The UK-based newspaper The Independent and several other news outlets are reporting breaking news that prosecutors in Brazil are reviving fraud charges against U.S. Representative-elect George Santos.

Santos, due to be sworn in Tuesday, Jan. 3, made history last November as the first openly gay non-incumbent Republican elected to Congress. He defeated gay Democratic candidate Robert Zimmerman to flip New York’s previously blue 3rd congressional district to red.

But Santos has been under fire since mid-December when the New York Times published an article highlighting Santos’ apparent lies about everything from his ethnicity — he claimed to be Jewish — to his education and his employment background. There are also questions regarding how he went from being thousands of dollars in debt to lending his own campaign for Congress more than $700,000, even though he had claimed to have no assets and an annual salary of only $55,000.

In December, Santos denied having a criminal past, telling the New York Post, ““I am not a criminal here — not here or in Brazil or any jurisdiction in the world. Absolutely not. That didn’t happen.”

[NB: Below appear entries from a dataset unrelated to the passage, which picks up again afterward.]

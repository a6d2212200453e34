use serde::{Deserialize, Serialize};

/// A 1-based page request.
#[derive(Debug, Clone, Copy, PartialEq, Eq)]
pub struct PageRequest {
    pub page: u64,
    pub per_page: u64,
}

impl PageRequest {
    /// Pages below 1 are clamped to 1; `per_page` is clamped to at least 1.
    pub fn new(page: u64, per_page: u64) -> Self {
        Self {
            page: page.max(1),
            per_page: per_page.max(1),
        }
    }

    /// Number of items to skip before this page starts. Capped at
    /// `i64::MAX`, the largest skip MongoDB accepts.
    pub fn offset(&self) -> u64 {
        (self.page - 1)
            .saturating_mul(self.per_page)
            .min(i64::MAX as u64)
    }
}

/// One page of a listing, shaped for the public frontend.
#[derive(Debug, Clone, PartialEq, Serialize, Deserialize)]
#[serde(rename_all = "camelCase")]
pub struct Page<T> {
    pub items: Vec<T>,
    pub current_page: u64,
    pub last_page: u64,
    pub per_page: u64,
    pub total: u64,
}

impl<T> Page<T> {
    pub fn new(items: Vec<T>, request: PageRequest, total: u64) -> Self {
        let last_page = total.div_ceil(request.per_page).max(1);
        Self {
            items,
            current_page: request.page,
            last_page,
            per_page: request.per_page,
            total,
        }
    }

    /// Slice an already ordered, fully materialized listing.
    pub fn from_slice(all: &[T], request: PageRequest) -> Self
    where
        T: Clone,
    {
        let items = all
            .iter()
            .skip(request.offset() as usize)
            .take(request.per_page as usize)
            .cloned()
            .collect();
        Self::new(items, request, all.len() as u64)
    }

    pub fn map<U>(self, f: impl FnMut(T) -> U) -> Page<U> {
        Page {
            items: self.items.into_iter().map(f).collect(),
            current_page: self.current_page,
            last_page: self.last_page,
            per_page: self.per_page,
            total: self.total,
        }
    }
}
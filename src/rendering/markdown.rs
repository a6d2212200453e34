use pulldown_cmark::{html, Event, Options, Parser};

/// Render a raw Markdown string to sanitized HTML.
///
/// Supports GitHub Flavored Markdown (GFM) features: tables,
/// footnotes, strikethrough, task lists, and smart punctuation.
/// Raw HTML embedded in the Markdown is dropped, and links with
/// unsafe schemes (e.g. `javascript:`) are removed.
pub fn render_markdown(raw: &str) -> String {
    let options = Options::ENABLE_TABLES
        | Options::ENABLE_FOOTNOTES
        | Options::ENABLE_STRIKETHROUGH
        | Options::ENABLE_TASKLISTS
        | Options::ENABLE_SMART_PUNCTUATION;

    let parser = Parser::new_ext(raw, options)
        .filter(|event| !matches!(event, Event::Html(_) | Event::InlineHtml(_)));
    let mut html_output = String::new();
    html::push_html(&mut html_output, parser);
    sanitize_html(&html_output)
}

/// Sanitize stored HTML before it is sent to a browser.
pub fn sanitize_html(raw: &str) -> String {
    ammonia::Builder::default()
        .link_rel(None)
        .add_tags(["input"])
        .add_tag_attributes("input", ["type", "checked", "disabled"])
        .add_tag_attributes("code", ["class"])
        .clean(raw)
        .to_string()
}

/// Render `markdown` when present and non-empty, otherwise sanitize `fallback_html`.
pub fn render_preferring_markdown(markdown: Option<&str>, fallback_html: &str) -> String {
    match markdown {
        Some(md) if !md.trim().is_empty() => render_markdown(md),
        _ => sanitize_html(fallback_html),
    }
}
pub mod app;
pub mod config;
pub mod demo_seeder;
pub mod error;
pub mod db {
    pub mod blog_repository;
    pub mod cv_repository;
    pub mod memory;
    pub mod models;
    pub mod pagination;
    pub mod project_repository;
    pub mod query;
}
pub mod search {
    pub mod aggregator;
    pub mod models;
    pub mod normalize;
    pub mod scoring;
}
pub mod rendering {
    pub mod markdown;
    pub mod text;
}
pub mod api {
    pub mod content;
    pub mod errors;
    pub mod search;
}
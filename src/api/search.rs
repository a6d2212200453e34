use axum::extract::{Query, State};
use axum::Json;
use serde::Deserialize;

use crate::app::AppState;
use crate::error::AppError;
use crate::search::aggregator::{process_search, SearchRequest};
use crate::search::models::{SearchResponse, TypeFilter};

/// Query parameters of `GET /api/search`.
#[derive(Debug, Deserialize)]
pub struct SearchParams {
    #[serde(default)]
    pub q: String,
    /// `all`, `blog`, `project` or `cv`; anything else searches everything.
    #[serde(default, rename = "type")]
    pub kind: Option<String>,
}

/// Axum handler for `GET /api/search`.
pub async fn search_handler(
    State(state): State<AppState>,
    Query(params): Query<SearchParams>,
) -> Result<Json<SearchResponse>, AppError> {
    let request = SearchRequest {
        query: &params.q,
        filter: TypeFilter::from_param(params.kind.as_deref()),
    };

    let response = process_search(
        state.sources(),
        &state.links,
        request,
        chrono::Utc::now(),
        state.settings.search.timeout(),
    )
    .await?;

    tracing::debug!(
        query = %params.q,
        total = response.total_results,
        "search completed"
    );

    Ok(Json(response))
}
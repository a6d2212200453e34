use std::iter::Peekable;
use std::str::Chars;

/// Number of characters kept when an excerpt is derived from a body.
pub const EXCERPT_CHARS: usize = 150;

/// Suffix appended to every derived excerpt.
pub const ELLIPSIS: &str = "...";

/// Remove markup tags from `html`, keeping the text between them.
///
/// A `<` only opens a tag when followed by a letter, `/`, `!` or `?`, so
/// prose like `a < b` survives. Quoted attribute values may contain `>`.
/// Entities are left as they are.
pub fn strip_tags(html: &str) -> String {
    let mut out = String::with_capacity(html.len());
    let mut chars = html.chars().peekable();

    while let Some(c) = chars.next() {
        if c != '<' {
            out.push(c);
            continue;
        }

        let opens_tag = chars
            .peek()
            .is_some_and(|next| next.is_ascii_alphabetic() || matches!(next, '/' | '!' | '?'));
        if !opens_tag {
            out.push(c);
            continue;
        }

        if starts_comment(&chars) {
            skip_comment(&mut chars);
            continue;
        }

        let mut quote: Option<char> = None;
        for inner in chars.by_ref() {
            match (quote, inner) {
                (None, '"' | '\'') => quote = Some(inner),
                (Some(q), _) if inner == q => quote = None,
                (None, '>') => break,
                _ => {}
            }
        }
    }

    out
}

fn starts_comment(chars: &Peekable<Chars<'_>>) -> bool {
    let mut ahead = chars.clone();
    ahead.next() == Some('!') && ahead.next() == Some('-') && ahead.next() == Some('-')
}

/// Consume a comment whose `<` was already read.
fn skip_comment(chars: &mut Peekable<Chars<'_>>) {
    // "!--"
    chars.nth(2);
    let mut dashes = 0;
    for c in chars.by_ref() {
        match c {
            '-' => dashes += 1,
            '>' if dashes >= 2 => return,
            _ => dashes = 0,
        }
    }
}

/// First `max_chars` characters of the tag-stripped `html`, followed by `...`.
///
/// The ellipsis is appended even when nothing was cut.
pub fn excerpt(html: &str, max_chars: usize) -> String {
    let mut text: String = strip_tags(html).chars().take(max_chars).collect();
    text.push_str(ELLIPSIS);
    text
}
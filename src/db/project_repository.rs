use async_trait::async_trait;

use crate::db::models::Project;
use crate::db::pagination::{Page, PageRequest};
use crate::error::AppError;

/// Repository trait for portfolio projects. Projects have no visibility gate.
#[cfg_attr(test, mockall::automock)]
#[async_trait]
pub trait ProjectRepository: Send + Sync {
    /// Projects whose title or description contains `query` (case-insensitive),
    /// or whose technology list holds an element exactly equal to `query`.
    /// Ordered by `sort_order` ascending.
    async fn search(&self, query: &str) -> Result<Vec<Project>, AppError>;

    /// One page of projects ordered by `sort_order`.
    async fn list(&self, page: PageRequest) -> Result<Page<Project>, AppError>;

    async fn find_by_id(&self, id: i64) -> Result<Option<Project>, AppError>;

    /// Create a project or replace the one with the same id.
    async fn create_or_update(&self, project: Project) -> Result<(), AppError>;
}

/// MongoDB implementation of the ProjectRepository.
pub struct MongoProjectRepository {
    collection: mongodb::Collection<Project>,
}

impl MongoProjectRepository {
    pub fn new(db: &mongodb::Database) -> Self {
        Self {
            collection: db.collection("projects"),
        }
    }
}

#[async_trait]
impl ProjectRepository for MongoProjectRepository {
    async fn search(&self, query: &str) -> Result<Vec<Project>, AppError> {
        use crate::db::query::{collect_all, contains_ci};
        use mongodb::bson::doc;
        use mongodb::options::FindOptions;

        // An equality filter on an array field matches any single element.
        let clauses = vec![
            contains_ci("title", query),
            contains_ci("description", query),
            doc! { "technologies": query },
        ];
        let filter = doc! { "$or": clauses };

        let options = FindOptions::builder()
            .sort(doc! { "sort_order": 1, "_id": 1 })
            .build();

        let cursor = self.collection.find(filter).with_options(options).await?;
        collect_all(cursor).await
    }

    async fn list(&self, page: PageRequest) -> Result<Page<Project>, AppError> {
        use crate::db::query::collect_all;
        use mongodb::bson::doc;
        use mongodb::options::FindOptions;

        let total = self.collection.count_documents(doc! {}).await?;

        let options = FindOptions::builder()
            .sort(doc! { "sort_order": 1, "_id": 1 })
            .skip(page.offset())
            .limit(page.per_page as i64)
            .build();

        let cursor = self.collection.find(doc! {}).with_options(options).await?;
        let items = collect_all(cursor).await?;

        Ok(Page::new(items, page, total))
    }

    async fn find_by_id(&self, id: i64) -> Result<Option<Project>, AppError> {
        use mongodb::bson::doc;

        Ok(self.collection.find_one(doc! { "_id": id }).await?)
    }

    async fn create_or_update(&self, project: Project) -> Result<(), AppError> {
        use mongodb::bson::doc;
        use mongodb::options::ReplaceOptions;

        let options = ReplaceOptions::builder().upsert(true).build();

        self.collection
            .replace_one(doc! { "_id": project.id }, &project)
            .with_options(options)
            .await?;

        Ok(())
    }
}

But that also appears to be a lie, based on the fact he admitted to the New York Times that had committed fraud and in 2010 told police that he and his mother stole a checkbook from his mother’s former employer in Brazil and used the checks to make fraudulent purchases.

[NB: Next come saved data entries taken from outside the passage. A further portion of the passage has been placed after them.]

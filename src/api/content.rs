//! Public read-only endpoints for blog posts, projects and CVs.

use axum::extract::{Path, Query, State};
use axum::Json;
use chrono::{DateTime, Utc};
use serde::{Deserialize, Serialize};

use crate::app::AppState;
use crate::db::models::{BlogPost, Cv, Project};
use crate::db::pagination::{Page, PageRequest};
use crate::error::AppError;
use crate::rendering::markdown::{render_markdown, render_preferring_markdown};

pub const POSTS_PER_PAGE: u64 = 10;
pub const PROJECTS_PER_PAGE: u64 = 12;

/// Listing query parameters. `page` is kept raw so that a malformed or
/// negative value falls back to the first page instead of rejecting the request.
#[derive(Debug, Default, Deserialize)]
pub struct PageParams {
    #[serde(default)]
    pub page: Option<String>,
}

impl PageParams {
    fn request(&self, per_page: u64) -> PageRequest {
        let page = self
            .page
            .as_deref()
            .and_then(|raw| raw.trim().parse::<i64>().ok())
            .map_or(1, |page| page.max(1) as u64);
        PageRequest::new(page, per_page)
    }
}

/// A blog post as shown to visitors.
#[derive(Debug, Clone, Serialize, Deserialize)]
pub struct BlogPostView {
    pub id: i64,
    pub title: String,
    pub slug: String,
    pub excerpt: Option<String>,
    pub featured_image: Option<String>,
    pub published_at: Option<DateTime<Utc>>,
    /// Rendered HTML body.
    pub parsed_content: String,
    /// Summary rendered from Markdown, if there is one.
    pub parsed_excerpt: Option<String>,
}

impl From<BlogPost> for BlogPostView {
    fn from(post: BlogPost) -> Self {
        let parsed_content =
            render_preferring_markdown(post.markdown_content.as_deref(), &post.content);
        let parsed_excerpt = post
            .excerpt
            .as_deref()
            .filter(|e| !e.is_empty())
            .map(render_markdown);

        Self {
            id: post.id,
            title: post.title,
            slug: post.slug,
            excerpt: post.excerpt,
            featured_image: post.featured_image,
            published_at: post.published_at,
            parsed_content,
            parsed_excerpt,
        }
    }
}

/// A project as shown to visitors.
#[derive(Debug, Clone, Serialize, Deserialize)]
pub struct ProjectView {
    pub id: i64,
    pub title: String,
    pub description: String,
    pub technologies: Vec<String>,
    pub image: Option<String>,
    pub live_url: Option<String>,
    pub github_url: Option<String>,
    pub is_featured: bool,
    pub sort_order: i32,
    pub parsed_content: String,
}

impl From<Project> for ProjectView {
    fn from(project: Project) -> Self {
        let parsed_content =
            render_preferring_markdown(project.markdown_content.as_deref(), &project.description);

        Self {
            id: project.id,
            title: project.title,
            description: project.description,
            technologies: project.technologies,
            image: project.image,
            live_url: project.live_url,
            github_url: project.github_url,
            is_featured: project.is_featured,
            sort_order: project.sort_order,
            parsed_content,
        }
    }
}

/// A CV as shown to visitors.
#[derive(Debug, Clone, Serialize, Deserialize)]
pub struct CvView {
    pub id: i64,
    pub title: String,
    pub file_path: Option<String>,
    /// Rendered body; absent when the CV is only a file.
    pub parsed_content: Option<String>,
}

impl From<Cv> for CvView {
    fn from(cv: Cv) -> Self {
        let has_markdown = cv
            .markdown_content
            .as_deref()
            .is_some_and(|md| !md.trim().is_empty());
        let parsed_content = if has_markdown || cv.content.is_some() {
            Some(render_preferring_markdown(
                cv.markdown_content.as_deref(),
                cv.content.as_deref().unwrap_or_default(),
            ))
        } else {
            None
        };

        Self {
            id: cv.id,
            title: cv.title,
            file_path: cv.file_path,
            parsed_content,
        }
    }
}

/// Axum handler for `GET /api/blog`.
pub async fn list_posts_handler(
    State(state): State<AppState>,
    Query(params): Query<PageParams>,
) -> Result<Json<Page<BlogPostView>>, AppError> {
    let page = state
        .blog_repo
        .list_published(Utc::now(), params.request(POSTS_PER_PAGE))
        .await?;

    Ok(Json(page.map(BlogPostView::from)))
}

/// Axum handler for `GET /api/blog/{slug}`.
///
/// Unpublished and future-dated posts are reported as not found.
pub async fn show_post_handler(
    State(state): State<AppState>,
    Path(slug): Path<String>,
) -> Result<Json<BlogPostView>, AppError> {
    let post = state
        .blog_repo
        .find_published_by_slug(&slug, Utc::now())
        .await?
        .ok_or_else(|| AppError::NotFound(format!("Blog post '{slug}' not found")))?;

    Ok(Json(post.into()))
}

/// Axum handler for `GET /api/projects`.
pub async fn list_projects_handler(
    State(state): State<AppState>,
    Query(params): Query<PageParams>,
) -> Result<Json<Page<ProjectView>>, AppError> {
    let page = state
        .project_repo
        .list(params.request(PROJECTS_PER_PAGE))
        .await?;

    Ok(Json(page.map(ProjectView::from)))
}

/// Axum handler for `GET /api/projects/{id}`.
pub async fn show_project_handler(
    State(state): State<AppState>,
    Path(id): Path<String>,
) -> Result<Json<ProjectView>, AppError> {
    let id: i64 = id
        .parse()
        .map_err(|_| AppError::BadRequest(format!("Invalid project id '{id}'")))?;

    let project = state
        .project_repo
        .find_by_id(id)
        .await?
        .ok_or_else(|| AppError::NotFound(format!("Project {id} not found")))?;

    Ok(Json(project.into()))
}

/// Axum handler for `GET /api/cv`.
pub async fn list_cvs_handler(
    State(state): State<AppState>,
) -> Result<Json<Vec<CvView>>, AppError> {
    let cvs = state.cv_repo.list_active().await?;
    Ok(Json(cvs.into_iter().map(CvView::from).collect()))
}
use crate::db::models::{BlogPost, Cv, Project};
use crate::rendering::text::{excerpt, EXCERPT_CHARS};
use crate::search::models::{SearchResult, SourceKind, SourceRecord};

/// Excerpt used for a CV without a body.
pub const CV_PLACEHOLDER_EXCERPT: &str = "CV content";

/// Builds absolute links to the public detail pages.
#[derive(Debug, Clone)]
pub struct LinkBuilder {
    base_url: String,
}

impl LinkBuilder {
    /// `base_url` is the public origin, e.g. `https://example.com`. A trailing
    /// slash is ignored.
    pub fn new(base_url: &str) -> Self {
        Self {
            base_url: base_url.trim_end_matches('/').to_string(),
        }
    }

    pub fn blog_post(&self, slug: &str) -> String {
        format!("{}/blog/{}", self.base_url, slug)
    }

    pub fn project(&self, id: i64) -> String {
        format!("{}/projects/{}", self.base_url, id)
    }

    /// All CVs share the single CV page.
    pub fn cv_index(&self) -> String {
        format!("{}/cv", self.base_url)
    }
}

impl SourceRecord {
    /// Map the record into the common result shape, with a zero score.
    pub fn into_result(self, links: &LinkBuilder) -> SearchResult {
        match self {
            SourceRecord::Blog(post) => from_blog_post(post, links),
            SourceRecord::Project(project) => from_project(project, links),
            SourceRecord::Cv(cv) => from_cv(cv, links),
        }
    }
}

pub fn from_blog_post(post: BlogPost, links: &LinkBuilder) -> SearchResult {
    let excerpt = match post.excerpt {
        Some(summary) if !summary.is_empty() => summary,
        _ => excerpt(&post.content, EXCERPT_CHARS),
    };

    SearchResult {
        id: post.id,
        kind: SourceKind::Blog,
        url: links.blog_post(&post.slug),
        title: post.title,
        excerpt,
        published_at: post.published_at,
        technologies: None,
        score: 0,
    }
}

pub fn from_project(project: Project, links: &LinkBuilder) -> SearchResult {
    SearchResult {
        id: project.id,
        kind: SourceKind::Project,
        url: links.project(project.id),
        excerpt: excerpt(&project.description, EXCERPT_CHARS),
        title: project.title,
        published_at: None,
        technologies: Some(project.technologies),
        score: 0,
    }
}

pub fn from_cv(cv: Cv, links: &LinkBuilder) -> SearchResult {
    let excerpt = match cv.content.as_deref() {
        Some(body) if !body.is_empty() => excerpt(body, EXCERPT_CHARS),
        _ => CV_PLACEHOLDER_EXCERPT.to_string(),
    };

    SearchResult {
        id: cv.id,
        kind: SourceKind::Cv,
        url: links.cv_index(),
        title: cv.title,
        excerpt,
        published_at: None,
        technologies: None,
        score: 0,
    }
}

#[cfg(test)]
mod tests {
    use super::*;
    use chrono::Utc;

    fn links() -> LinkBuilder {
        LinkBuilder::new("https://folio.example/")
    }

    fn post(excerpt: Option<&str>) -> BlogPost {
        BlogPost {
            id: 4,
            title: "Building Responsive UIs with Tailwind CSS".to_string(),
            slug: "building-responsive-uis".to_string(),
            content: "<p>This is a sample blog post about <em>Tailwind CSS</em>.</p>".to_string(),
            markdown_content: None,
            excerpt: excerpt.map(str::to_string),
            featured_image: None,
            is_published: true,
            published_at: Some(Utc::now()),
        }
    }

    #[test]
    fn test_blog_summary_preferred() {
        let result = from_blog_post(post(Some("Master responsive design")), &links());
        assert_eq!(result.excerpt, "Master responsive design");
        assert_eq!(result.kind, SourceKind::Blog);
        assert_eq!(result.url, "https://folio.example/blog/building-responsive-uis");
        assert!(result.published_at.is_some());
        assert!(result.technologies.is_none());
        assert_eq!(result.score, 0);
    }

    #[test]
    fn test_blog_empty_summary_falls_back_to_body() {
        for summary in [None, Some("")] {
            let result = from_blog_post(post(summary), &links());
            assert_eq!(
                result.excerpt,
                "This is a sample blog post about Tailwind CSS...."
            );
        }
    }

    #[test]
    fn test_project_copies_technologies() {
        let project = Project {
            id: 2,
            title: "E-commerce Platform".to_string(),
            description: "A full-featured <b>e-commerce</b> solution.".to_string(),
            markdown_content: None,
            technologies: vec!["Laravel".to_string(), "Vue.js".to_string()],
            image: None,
            live_url: None,
            github_url: None,
            is_featured: true,
            sort_order: 2,
        };
        let result = SourceRecord::Project(project).into_result(&links());
        assert_eq!(result.kind, SourceKind::Project);
        assert_eq!(result.url, "https://folio.example/projects/2");
        assert_eq!(result.excerpt, "A full-featured e-commerce solution....");
        assert_eq!(
            result.technologies,
            Some(vec!["Laravel".to_string(), "Vue.js".to_string()])
        );
        assert!(result.published_at.is_none());
    }

    #[test]
    fn test_cv_placeholder_and_shared_link() {
        let cv = |content: Option<&str>| Cv {
            id: 9,
            title: "Curriculum Vitae".to_string(),
            content: content.map(str::to_string),
            markdown_content: None,
            file_path: None,
            is_active: true,
        };

        let none = from_cv(cv(None), &links());
        assert_eq!(none.excerpt, CV_PLACEHOLDER_EXCERPT);
        assert_eq!(none.url, "https://folio.example/cv");

        let empty = from_cv(cv(Some("")), &links());
        assert_eq!(empty.excerpt, CV_PLACEHOLDER_EXCERPT);

        let body = from_cv(cv(Some("<h2>Experience</h2><p>Rust</p>")), &links());
        assert_eq!(body.excerpt, "ExperienceRust...");
    }
}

Brazilian prosecutors say that in 2008, at the age of 19, Santos used the stolen checkbook and a false name to make fraudulent purchases totaling at least $700 at a clothing store in the city of Niterói. Those charges were put on hold when Brazilian officials were unable to locate Santos, but now, with his “whereabouts identified,” the prosecutor’s office in Rio de Janeiro told the New York Times, the court process will continue.